In every state HOA directors have a fiduciary duty to the HOA, to act in good faith, and as a prudent person would (as he would spend his own money).  Why then, are HOA directors also CAI members?  CAI is a vendor, a business trade organization formed to support the business interests of its members, mainly attorneys and managers.  To say that the vendors and the consumers share the same goals is to question the speaker’s mental state.

It’s understandable for consumers to seek assistance from vendors, as happens in many different industries, but to join and support a vendor organization?  The usual procedure is for the vendors to become associate or affiliate members of the consumer organization, which in our case would be an HOA organization.  (Those HOA associations of associations, like ECHO in California and SCOHA in Arizona, are just fronts for a CAI controlled entity.)

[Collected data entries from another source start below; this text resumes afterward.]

use std::sync::Arc;

use crate::{
    animation::keyframe::{Animations, KeyframeAnimation},
    composition::source::Source,
    effects::ops::{Operation, OperationKind},
    foundation::core::{Fps, MediaTime, Size, TimeRange},
    foundation::error::{LaminaError, LaminaResult},
    render::blend::BlendMode,
    transform::layer::{TRANSFORM_KEYS, Transform},
};

/// Animation key path for the layer opacity.
pub const KEY_BLEND_OPACITY: &str = "blend_opacity";

/// What a layer draws.
#[derive(Clone, Debug)]
pub enum LayerContent {
    /// Pixels from an image or track source.
    Source(Arc<dyn Source>),
    /// Nested layers rendered into their own buffer first. Member ranges are relative to the
    /// group start.
    Group(Vec<Arc<RenderLayer>>),
    /// No pixels of its own; the effect chain runs on everything below it.
    Effect,
}

/// One timeline entry.
#[derive(Clone, Debug)]
pub struct RenderLayer {
    /// Optional label used in logs and summaries.
    pub name: Option<String>,
    /// Span relative to the parent (timeline or group start).
    pub time_range: TimeRange,
    /// Stacking order; higher levels draw later.
    pub layer_level: i32,
    /// Placement inside the render target.
    pub transform: Transform,
    /// Compositing formula.
    pub blend_mode: BlendMode,
    /// Opacity in `[0, 1]`.
    pub blend_opacity: f32,
    /// Effects applied before blending, in order.
    pub operations: Vec<Operation>,
    /// Drawn content.
    pub content: LayerContent,
    /// Curves for opacity and transform fields, in layer-local time.
    pub animations: Animations,
}

/// Per-call parameters of a layer after animation.
#[derive(Clone, Debug, PartialEq)]
pub struct LayerState {
    /// Opacity in `[0, 1]`.
    pub blend_opacity: f32,
    /// Animated placement.
    pub transform: Transform,
    /// Resolved effect parameters, in order.
    pub operations: Vec<OperationKind>,
}

impl RenderLayer {
    /// Layer with default placement, normal blending and full opacity.
    pub fn new(time_range: TimeRange, content: LayerContent) -> Self {
        Self {
            name: None,
            time_range,
            layer_level: 0,
            transform: Transform::IDENTITY,
            blend_mode: BlendMode::Normal,
            blend_opacity: 1.0,
            operations: Vec::new(),
            content,
            animations: Animations::new(),
        }
    }

    /// Layer drawing `source`.
    pub fn from_source(time_range: TimeRange, source: Arc<dyn Source>) -> Self {
        Self::new(time_range, LayerContent::Source(source))
    }

    /// Group of `members`.
    pub fn group(time_range: TimeRange, members: Vec<Arc<RenderLayer>>) -> Self {
        Self::new(time_range, LayerContent::Group(members))
    }

    /// Effect-only layer.
    pub fn effect(time_range: TimeRange) -> Self {
        Self::new(time_range, LayerContent::Effect)
    }

    /// Set the label.
    pub fn named(mut self, name: impl Into<String>) -> Self {
        self.name = Some(name.into());
        self
    }

    /// Set the stacking level.
    pub fn level(mut self, level: i32) -> Self {
        self.layer_level = level;
        self
    }

    /// Set the placement.
    pub fn transform(mut self, transform: Transform) -> Self {
        self.transform = transform;
        self
    }

    /// Set the blend mode.
    pub fn blend_mode(mut self, mode: BlendMode) -> Self {
        self.blend_mode = mode;
        self
    }

    /// Set the opacity.
    pub fn opacity(mut self, opacity: f32) -> Self {
        self.blend_opacity = opacity;
        self
    }

    /// Append an effect.
    pub fn operation(mut self, op: Operation) -> Self {
        self.operations.push(op);
        self
    }

    /// Attach an opacity or transform curve.
    pub fn animation(mut self, anim: KeyframeAnimation) -> Self {
        self.animations.insert(anim);
        self
    }

    /// Freeze into a shareable handle.
    pub fn shared(self) -> Arc<Self> {
        Arc::new(self)
    }

    /// Attached source, if any.
    pub fn source(&self) -> Option<&Arc<dyn Source>> {
        match &self.content {
            LayerContent::Source(s) => Some(s),
            _ => None,
        }
    }

    /// Label for logs.
    pub fn label(&self) -> &str {
        self.name.as_deref().unwrap_or("<unnamed>")
    }

    /// Opacity, transform and effect parameters at layer-local time `local`.
    pub fn state_at(&self, local: MediaTime) -> LayerState {
        let blend_opacity = self
            .animations
            .value(KEY_BLEND_OPACITY, local)
            .map(|v| v as f32)
            .unwrap_or(self.blend_opacity)
            .clamp(0.0, 1.0);
        LayerState {
            blend_opacity,
            transform: self.transform.animated(&self.animations, local),
            operations: self.operations.iter().map(|op| op.resolve(local)).collect(),
        }
    }

    /// Check ranges, opacity, curves and effects, recursing into groups.
    pub fn validate(&self) -> LaminaResult<()> {
        if self.time_range.is_empty() {
            return Err(LaminaError::validation(format!(
                "layer '{}' has an empty time range",
                self.label()
            )));
        }
        if !self.blend_opacity.is_finite() || !(0.0..=1.0).contains(&self.blend_opacity) {
            return Err(LaminaError::validation(format!(
                "layer '{}' opacity must be in [0, 1]",
                self.label()
            )));
        }
        let mut keys: Vec<&str> = TRANSFORM_KEYS.to_vec();
        keys.push(KEY_BLEND_OPACITY);
        self.animations.validate(&keys)?;
        for op in &self.operations {
            op.validate()?;
        }
        if let LayerContent::Group(members) = &self.content {
            for m in members {
                m.validate()?;
            }
        }
        Ok(())
    }
}

/// Timeline handed to the instruction builder.
#[derive(Clone, Debug)]
pub struct Composition {
    /// Output frame size.
    pub render_size: Size,
    /// Output frame rate.
    pub fps: Fps,
    /// Top-level layers in insertion order.
    pub layers: Vec<Arc<RenderLayer>>,
}

impl Composition {
    /// Empty timeline.
    pub fn new(render_size: Size, fps: Fps) -> Self {
        Self {
            render_size,
            fps,
            layers: Vec::new(),
        }
    }

    /// End of the last top-level layer.
    pub fn duration(&self) -> MediaTime {
        self.layers
            .iter()
            .map(|l| l.time_range.end())
            .max()
            .unwrap_or(MediaTime::ZERO)
    }

    /// Check the output size and every layer.
    pub fn validate(&self) -> LaminaResult<()> {
        if self.render_size.is_empty() {
            return Err(LaminaError::validation("render size must be non-zero"));
        }
        for layer in &self.layers {
            if layer.time_range.start.is_negative() {
                return Err(LaminaError::validation(format!(
                    "layer '{}' starts before zero",
                    layer.label()
                )));
            }
            layer.validate()?;
        }
        Ok(())
    }
}

#[cfg(test)]
#[path = "../../tests/unit/composition/model.rs"]
mod tests;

How and why did this occur?  It began at the very start with the  initial 1974 composition of CAI that had HOAs as a member category, although not quite explicitly stated.  Each of the 5 categories was to be equally represented in governing CAI: 1) builders and developers, 2) homeowner leaders of associations, 3) association managers, 4) public officials, and 5) other vendors.[i]  At that time, CAI was a 501(c)3 educational organization and not a trade group.  But this changed in the period of 1989 – 1993.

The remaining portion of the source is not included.